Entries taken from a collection
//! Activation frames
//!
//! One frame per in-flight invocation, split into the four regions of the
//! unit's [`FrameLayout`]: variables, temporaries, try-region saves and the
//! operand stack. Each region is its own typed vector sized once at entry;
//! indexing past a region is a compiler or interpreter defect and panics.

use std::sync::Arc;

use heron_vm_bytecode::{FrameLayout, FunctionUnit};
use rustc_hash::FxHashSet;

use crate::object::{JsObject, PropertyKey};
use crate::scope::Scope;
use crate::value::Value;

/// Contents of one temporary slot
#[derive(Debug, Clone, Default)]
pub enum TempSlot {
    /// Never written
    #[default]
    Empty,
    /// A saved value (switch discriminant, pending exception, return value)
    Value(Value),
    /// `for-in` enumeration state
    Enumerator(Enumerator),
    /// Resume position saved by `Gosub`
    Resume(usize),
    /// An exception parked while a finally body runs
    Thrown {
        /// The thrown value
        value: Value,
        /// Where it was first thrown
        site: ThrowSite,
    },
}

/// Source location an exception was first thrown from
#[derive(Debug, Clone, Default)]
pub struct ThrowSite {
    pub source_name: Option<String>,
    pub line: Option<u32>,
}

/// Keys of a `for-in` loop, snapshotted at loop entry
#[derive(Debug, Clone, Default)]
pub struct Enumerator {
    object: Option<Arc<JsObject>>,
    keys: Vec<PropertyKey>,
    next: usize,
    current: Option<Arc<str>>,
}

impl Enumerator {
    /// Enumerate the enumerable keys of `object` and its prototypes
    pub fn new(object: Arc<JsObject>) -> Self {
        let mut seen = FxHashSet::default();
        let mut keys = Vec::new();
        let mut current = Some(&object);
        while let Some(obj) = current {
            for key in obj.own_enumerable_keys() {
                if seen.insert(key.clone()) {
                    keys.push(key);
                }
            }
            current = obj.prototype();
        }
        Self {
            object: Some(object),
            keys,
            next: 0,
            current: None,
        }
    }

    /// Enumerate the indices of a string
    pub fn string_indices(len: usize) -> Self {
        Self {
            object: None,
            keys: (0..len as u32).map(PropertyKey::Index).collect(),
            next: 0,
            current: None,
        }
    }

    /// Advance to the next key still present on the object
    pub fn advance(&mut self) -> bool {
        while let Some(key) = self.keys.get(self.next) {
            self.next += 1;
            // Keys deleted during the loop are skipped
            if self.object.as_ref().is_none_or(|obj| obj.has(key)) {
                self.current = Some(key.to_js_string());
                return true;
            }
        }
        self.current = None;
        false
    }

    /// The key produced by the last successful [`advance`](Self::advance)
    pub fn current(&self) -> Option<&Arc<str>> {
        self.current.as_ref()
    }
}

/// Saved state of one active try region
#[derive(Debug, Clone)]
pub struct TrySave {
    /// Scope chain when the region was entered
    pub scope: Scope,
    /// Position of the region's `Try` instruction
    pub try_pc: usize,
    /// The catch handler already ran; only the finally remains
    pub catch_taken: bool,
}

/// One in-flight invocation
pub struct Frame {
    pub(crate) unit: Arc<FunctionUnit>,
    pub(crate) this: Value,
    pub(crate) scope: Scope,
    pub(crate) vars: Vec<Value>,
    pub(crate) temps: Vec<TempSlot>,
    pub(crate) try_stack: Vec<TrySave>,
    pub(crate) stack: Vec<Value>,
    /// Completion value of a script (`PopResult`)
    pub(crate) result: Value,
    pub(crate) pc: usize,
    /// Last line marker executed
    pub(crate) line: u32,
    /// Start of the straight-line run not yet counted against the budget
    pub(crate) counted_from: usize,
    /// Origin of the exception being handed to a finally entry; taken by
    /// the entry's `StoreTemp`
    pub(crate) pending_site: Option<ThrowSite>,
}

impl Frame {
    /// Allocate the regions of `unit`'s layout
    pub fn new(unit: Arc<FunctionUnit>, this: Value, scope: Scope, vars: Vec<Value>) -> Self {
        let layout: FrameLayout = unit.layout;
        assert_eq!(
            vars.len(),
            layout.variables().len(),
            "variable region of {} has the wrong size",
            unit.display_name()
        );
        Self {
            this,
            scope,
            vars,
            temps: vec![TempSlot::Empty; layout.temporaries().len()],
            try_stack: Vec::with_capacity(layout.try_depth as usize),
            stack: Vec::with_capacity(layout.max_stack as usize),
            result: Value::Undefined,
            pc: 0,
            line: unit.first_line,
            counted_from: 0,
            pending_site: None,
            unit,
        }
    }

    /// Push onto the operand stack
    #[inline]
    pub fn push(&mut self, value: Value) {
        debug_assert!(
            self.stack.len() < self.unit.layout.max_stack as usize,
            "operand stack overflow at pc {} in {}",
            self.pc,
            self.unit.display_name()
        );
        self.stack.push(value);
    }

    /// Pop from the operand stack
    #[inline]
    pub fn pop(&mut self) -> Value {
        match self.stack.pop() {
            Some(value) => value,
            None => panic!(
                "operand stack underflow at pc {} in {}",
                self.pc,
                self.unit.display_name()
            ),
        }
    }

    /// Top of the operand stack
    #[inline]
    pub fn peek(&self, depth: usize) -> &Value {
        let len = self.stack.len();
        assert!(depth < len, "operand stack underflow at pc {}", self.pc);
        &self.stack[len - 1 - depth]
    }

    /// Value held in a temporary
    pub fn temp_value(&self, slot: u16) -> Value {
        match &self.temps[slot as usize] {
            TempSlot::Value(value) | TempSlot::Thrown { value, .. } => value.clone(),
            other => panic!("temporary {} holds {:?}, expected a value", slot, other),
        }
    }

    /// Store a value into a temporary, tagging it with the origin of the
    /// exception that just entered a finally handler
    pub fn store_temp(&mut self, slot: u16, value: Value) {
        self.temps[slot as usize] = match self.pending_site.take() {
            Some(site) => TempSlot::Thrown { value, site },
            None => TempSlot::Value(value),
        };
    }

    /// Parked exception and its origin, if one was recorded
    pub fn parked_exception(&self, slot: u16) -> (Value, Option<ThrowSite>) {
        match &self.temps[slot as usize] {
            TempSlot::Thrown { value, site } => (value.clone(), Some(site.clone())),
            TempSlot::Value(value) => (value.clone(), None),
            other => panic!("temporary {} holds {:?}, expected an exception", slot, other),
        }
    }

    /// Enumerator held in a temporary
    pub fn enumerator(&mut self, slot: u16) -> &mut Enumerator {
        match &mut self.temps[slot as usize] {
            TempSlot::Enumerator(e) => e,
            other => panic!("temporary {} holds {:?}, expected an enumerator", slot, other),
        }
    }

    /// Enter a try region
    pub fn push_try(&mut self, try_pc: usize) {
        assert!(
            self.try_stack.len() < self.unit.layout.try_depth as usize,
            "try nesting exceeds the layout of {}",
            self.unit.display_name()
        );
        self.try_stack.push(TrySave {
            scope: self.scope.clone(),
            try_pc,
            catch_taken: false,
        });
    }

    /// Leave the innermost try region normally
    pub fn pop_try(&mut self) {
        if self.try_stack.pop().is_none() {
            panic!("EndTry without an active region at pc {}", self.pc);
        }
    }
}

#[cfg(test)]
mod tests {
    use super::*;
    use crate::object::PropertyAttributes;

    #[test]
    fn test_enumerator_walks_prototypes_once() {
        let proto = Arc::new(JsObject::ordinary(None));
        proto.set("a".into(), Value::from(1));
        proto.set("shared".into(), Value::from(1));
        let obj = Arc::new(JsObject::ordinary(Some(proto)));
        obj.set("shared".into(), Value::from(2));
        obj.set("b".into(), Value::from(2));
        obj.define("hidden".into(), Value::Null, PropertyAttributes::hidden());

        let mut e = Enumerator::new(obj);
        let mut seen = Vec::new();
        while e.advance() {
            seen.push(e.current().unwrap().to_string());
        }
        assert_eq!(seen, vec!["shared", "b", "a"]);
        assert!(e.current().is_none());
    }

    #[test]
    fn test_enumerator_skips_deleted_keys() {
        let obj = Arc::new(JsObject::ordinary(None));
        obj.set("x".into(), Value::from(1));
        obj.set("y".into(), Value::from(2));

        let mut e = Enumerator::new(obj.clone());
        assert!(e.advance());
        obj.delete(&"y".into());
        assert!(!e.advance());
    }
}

● The problem
Please give the number of lines above that contain "current", without any other words.

● Result below
12